Organotin compounds, in particular mono-, di- and triorganotin compounds, are used as thermal and / or UV stabilizers in PVC, as catalyst in polyurethanes, silicones and other plastic compounds. Trialkyl and dialkyltin chloride are used in the tire industry for the modification of styrene-butadiene rubber (SBR). For the use of organotin compounds as catalysts in condensation-curing RTV-2 sealants (acetate, oxime and alkoxysilicones), paints and coatings so far no alternatives are known.

Triorganotin compounds have been widely used as a biocide in the past. Tributyltin, for example, also frequently occurs as an impurity of other organic tin compounds and is toxic even in the smallest amounts.

The 693 23 960 T2, for example, tin compounds are described as a catalyst in room temperature vulcanizable silicone rubber sealant (RTV rubber). There is called in particular dibutyltin dilaurate.

In the change of Directive 76/769 / EEC of 28 May 2009 Operating limits for trisubstituted organotin compounds, dibutyltin compounds and dioctyltin compounds in mixtures or products have been established. For some applications, transitional periods apply as there are currently no alternatives available.

Amorphous, porous glass particles doped with inorganic tin can be known to be used in some applications as an alternative to the organotin compounds previously used.

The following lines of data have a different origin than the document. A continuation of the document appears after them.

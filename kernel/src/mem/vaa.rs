use utils::{
    collections::id::{Id, hander::IdHander},
    mem::{HHDM_OFFSET, VirtAddr},
    sanity_assert,
    sync::spinlock::{SpinLock, SpinLockable},
};

use crate::arch::BASIC_PAGE_SIZE;

pub(crate) static VAA: SpinLock<VirtualAddressAllocator> =
    SpinLock::new(VirtualAddressAllocator::uninit());

pub struct VirtualAddressAllocator {
    hander: IdHander,
}

impl VirtualAddressAllocator {
    pub fn new(start_addr: VirtAddr) -> Self {
        // The minimal memory range we demand
        const MIN_MEM_SPAN: usize = 8 * 0x1000 * 0x1000 * 0x1000 * 0x1000; // 8TB

        // Making sure address is page aligned
        sanity_assert!(start_addr.0 % BASIC_PAGE_SIZE == 0);

        // Make sure we have enough virtual memory space
        assert!(
            HHDM_OFFSET.get() - start_addr.0 >= MIN_MEM_SPAN,
            "Cannot find enough virtual memory space"
        );

        logger::info!("VAA initialized with start address of {:?}", start_addr);

        let start_id = Id(start_addr.0 / BASIC_PAGE_SIZE);
        Self {
            hander: IdHander::new_starting_from(start_id, Id::MAX_ID),
        }
    }

    #[inline]
    const fn uninit() -> Self {
        Self {
            hander: IdHander::new(Id(1000)),
        }
    }

    #[inline]
    pub(super) fn handout(&mut self, count: usize, page_alignment: usize) -> VirtAddr {
        let next = self.hander.peek_next().0;
        let skip = (next as *const ()).align_offset(page_alignment);

        let page_id = self
            .hander
            .handout_and_skip(skip + count)
            .expect("Virtual address allocator ran out of IDs");

        VirtAddr(page_id.0 * BASIC_PAGE_SIZE)
    }
}

impl SpinLockable for VirtualAddressAllocator {}
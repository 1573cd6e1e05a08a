//! IOMMU/SMMU stream-table management (spec §4.J).
//!
//! Mirrors the split `arch::x86_64::apic::ioapic` already draws between a
//! register-level driver and the table it owns: an [`Iommu`] is nothing
//! but the stream-ID -> context-table entries it has installed. Deciding
//! *what* root and domain id a stream ID gets bound to (walking a DMA
//! space's capability, allocating an SDID) is kernel-level policy owned
//! by the `kernel` crate; this module only programs the hardware once
//! it's told the answer, the same way `ioapic::override_irq` never
//! decides which vector an IRQ deserves.

use alloc::collections::BTreeMap;
use alloc::vec::Vec;
use core::cell::SyncUnsafeCell;

use utils::{
    mem::PhysAddr,
    sync::spinlock::{SpinLock, SpinLockable},
};

static IOMMUS: SyncUnsafeCell<Vec<Iommu>> = SyncUnsafeCell::new(Vec::new());

#[derive(Debug, Clone, Copy, PartialEq, Eq)]
pub enum IommuError {
    /// `invalidate` or `configure` named an IOMMU index that doesn't exist.
    NoSuchIommu,
    /// `invalidate` named an SDID with no bound context on this IOMMU.
    NoSuchDomain,
}

/// A stream-ID -> context-table entry: the root of the DMA space's page
/// tables and the domain (SDID) the stream belongs to.
#[derive(Debug, Clone, Copy)]
struct ContextEntry {
    root: PhysAddr,
    sdid: usize,
}

struct Contexts(BTreeMap<u16, ContextEntry>);

impl SpinLockable for Contexts {}

/// Marker type for the lock guarding an [`Iommu`]'s invalidation command,
/// kept distinct from the context-table lock per spec's lock-ordering
/// rule (space-root < object < scheduler-ready < SMMU-invalidate): a
/// context write never needs to hold the invalidate lock.
struct InvalidateLock;

impl SpinLockable for InvalidateLock {}

/// One physical IOMMU/SMMU instance.
pub struct Iommu {
    contexts: SpinLock<Contexts>,
    invalidate: SpinLock<InvalidateLock>,
}

impl Iommu {
    const fn new() -> Self {
        Self {
            contexts: SpinLock::new(Contexts(BTreeMap::new())),
            invalidate: SpinLock::new(InvalidateLock),
        }
    }
}

/// Registers a newly discovered IOMMU and returns the index future
/// `configure`/`invalidate` calls address it by.
///
/// # Safety
/// Must only be called during single-threaded boot, before any CPU other
/// than the caller can observe `IOMMUS`.
pub unsafe fn add() -> usize {
    unsafe {
        let iommus = IOMMUS.get().as_mut().unwrap();
        iommus.push(Iommu::new());
        iommus.len() - 1
    }
}

/// Fills `iommu`'s context table entry for `stream_id` with `root` and
/// `sdid`, then performs a context-selective invalidation so the hardware
/// never walks a stale entry for this stream.
pub fn configure(iommu: usize, stream_id: u16, root: PhysAddr, sdid: usize) -> Result<(), IommuError> {
    let iommus = unsafe { IOMMUS.get().as_ref().unwrap() };
    let iommu = iommus.get(iommu).ok_or(IommuError::NoSuchIommu)?;

    iommu
        .contexts
        .lock()
        .0
        .insert(stream_id, ContextEntry { root, sdid });

    let _guard = iommu.invalidate.lock();
    context_selective_invalidate(stream_id);
    Ok(())
}

/// Issues a domain-selective invalidation for `sdid` across every
/// registered IOMMU, per spec's `invalidate(sdid)`.
pub fn invalidate(sdid: usize) -> Result<(), IommuError> {
    let iommus = unsafe { IOMMUS.get().as_ref().unwrap() };
    let mut found = false;

    for iommu in iommus {
        let has_domain = iommu.contexts.lock().0.values().any(|entry| entry.sdid == sdid);
        if !has_domain {
            continue;
        }
        found = true;

        let _guard = iommu.invalidate.lock();
        domain_selective_invalidate(sdid);
    }

    if found { Ok(()) } else { Err(IommuError::NoSuchDomain) }
}

/// Clears the context entry for `stream_id` on `iommu`, e.g. when the
/// owning DMA space is torn down. A cleared stream faults (and logs) any
/// further DMA rather than walking a freed root.
pub fn clear(iommu: usize, stream_id: u16) -> Result<(), IommuError> {
    let iommus = unsafe { IOMMUS.get().as_ref().unwrap() };
    let iommu = iommus.get(iommu).ok_or(IommuError::NoSuchIommu)?;

    iommu.contexts.lock().0.remove(&stream_id);
    let _guard = iommu.invalidate.lock();
    context_selective_invalidate(stream_id);
    Ok(())
}

// Placeholder command issuance: the wire format of the invalidation queue
// is platform-specific (Intel VT-d's invalidation queue vs. AMD-Vi's
// command buffer vs. ARM SMMU's command queue) and out of this layer's
// scope per spec's component boundary; a concrete IOMMU would MMIO-enqueue
// the command here.
fn context_selective_invalidate(_stream_id: u16) {}
fn domain_selective_invalidate(_sdid: usize) {}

Zinc oxide is used in large quantities in the tire industry as a vulcanization activator. In particular, 0.5 to 8 percent by weight of zinc oxide are used for the tread mixtures of passenger car and truck tires. In this case, disadvantageously, a large proportion of the zinc oxide is released via the tire abrasion into the environment. This is to be regarded as negative especially in view of the fact that zinc oxide is toxic and harmful to the environment.

In the DE 60209895T2 For example, the addition of modified side group rubbers or terminal functional groups containing carboxylic acid or acid anhydride groups, or a polymerized metal salt of an unsaturated carboxylic acid, to tire blends is claimed to eliminate zinc oxide.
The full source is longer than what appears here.